Dead at The Scene - Sharktopus EP
Self Release
Tech Metal/Hardcore
5 songs (19:38)
Release year: 2010
Reviewed by Jaime
Surprise of the month
I'm always quite glad whenever I see a Scottish metal band pop up in review sites or magazine, because it's a surprisingly rare occurance given the sheer volume of bands here. That's not to say that all of them are good because that's definitely not the case, but it is a bit disheartening that the metal press, even and especially in the UK, doesn't pay attention to the goings on beyond the outer limits of London.

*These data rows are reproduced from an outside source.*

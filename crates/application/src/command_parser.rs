//! Command parser - Recognize weather triggers in chat text
//!
//! A command is a trigger token at the start of the message followed by
//! whitespace-separated station identifiers:
//!
//! ```text
//! !m kmsn KORD      -> METAR for KMSN and KORD
//! !t egll           -> TAF for EGLL
//! ```
//!
//! Anything else is ordinary chat and yields no command.

use domain::{ReportKind, StationId, WeatherCommand};
use tracing::debug;

/// Default trigger for current observations
pub const DEFAULT_OBSERVATION_TRIGGER: &str = "!m";

/// Default trigger for terminal forecasts
pub const DEFAULT_FORECAST_TRIGGER: &str = "!t";

/// Parser for trigger-prefixed weather commands
#[derive(Debug, Clone, PartialEq, Eq)]
pub struct CommandParser {
    observation_trigger: String,
    forecast_trigger: String,
}

impl Default for CommandParser {
    fn default() -> Self {
        Self::new(DEFAULT_OBSERVATION_TRIGGER, DEFAULT_FORECAST_TRIGGER)
    }
}

impl CommandParser {
    /// Create a parser with custom triggers
    pub fn new(observation_trigger: impl Into<String>, forecast_trigger: impl Into<String>) -> Self {
        Self {
            observation_trigger: observation_trigger.into(),
            forecast_trigger: forecast_trigger.into(),
        }
    }

    /// Trigger token for METAR requests
    pub fn observation_trigger(&self) -> &str {
        &self.observation_trigger
    }

    /// Trigger token for TAF requests
    pub fn forecast_trigger(&self) -> &str {
        &self.forecast_trigger
    }

    /// Parse a message text into a weather command
    ///
    /// The trigger must be the first whitespace-delimited token and match
    /// exactly (case-sensitive). Station identifiers are uppercased and keep
    /// their order of appearance, duplicates included. A bare trigger
    /// yields a command with no stations.
    pub fn parse(&self, text: &str) -> Option<WeatherCommand> {
        let mut tokens = text.split_whitespace();
        let trigger = tokens.next()?;

        let kind = if trigger == self.observation_trigger {
            ReportKind::Metar
        } else if trigger == self.forecast_trigger {
            ReportKind::Taf
        } else {
            return None;
        };

        // Tokens from split_whitespace are never empty and contain no whitespace
        let stations: Vec<StationId> = tokens.filter_map(|t| StationId::new(t).ok()).collect();

        debug!(kind = %kind, stations = stations.len(), "Parsed weather command");
        Some(WeatherCommand::new(kind, stations))
    }
}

Back on topic, and we have an EP by Edinburgh's Dead at The Scene called Sharktopus. The non-serious album and song titles would give a first impression of the band landing in that dreaded electronica/metalcore hybrid that bands such as Attack! Attack! inhabit but mercifully the band's music is anything but that trite nonsense, going down a route more akin to proggy hardcore bands. First song Daae shows this off, with that sustained arpeggio Killswitch Engage popularised leading into the verse that's almost post-rocky in execution with some more technical elements like that of say... The Dillinger Escape Plan. It's a bit of a melting pot bbut it works very well. Some parts of the songs border on being breakdowns but thankfully just stay clear, allowing the song to move fluidly without going all chugchugchug. The parts of any of the songs that could fall into that "breakdown" catagory don't feel like they really belong there and is testament to the band's creative abilities but they let themselves down with the end of the last track Paint The Sky which is mostly a well thought out proggy track with the last 40 seconds being a stock part of any metal/deathcore band from the past few years. Turns Out He's Luke's Father starts with a similar problem with a "heard it before" deathcore type riff, and the kinda stock breakdown again. Not a bad song, but compared to the rest of the tracks it's somewhat weak. Not all of the songs are heavy though, with Fireworks being a slower, more melodious piece that again draws out those post rock comparisons I mentioned before and it works well in contrast to the rest of the EP.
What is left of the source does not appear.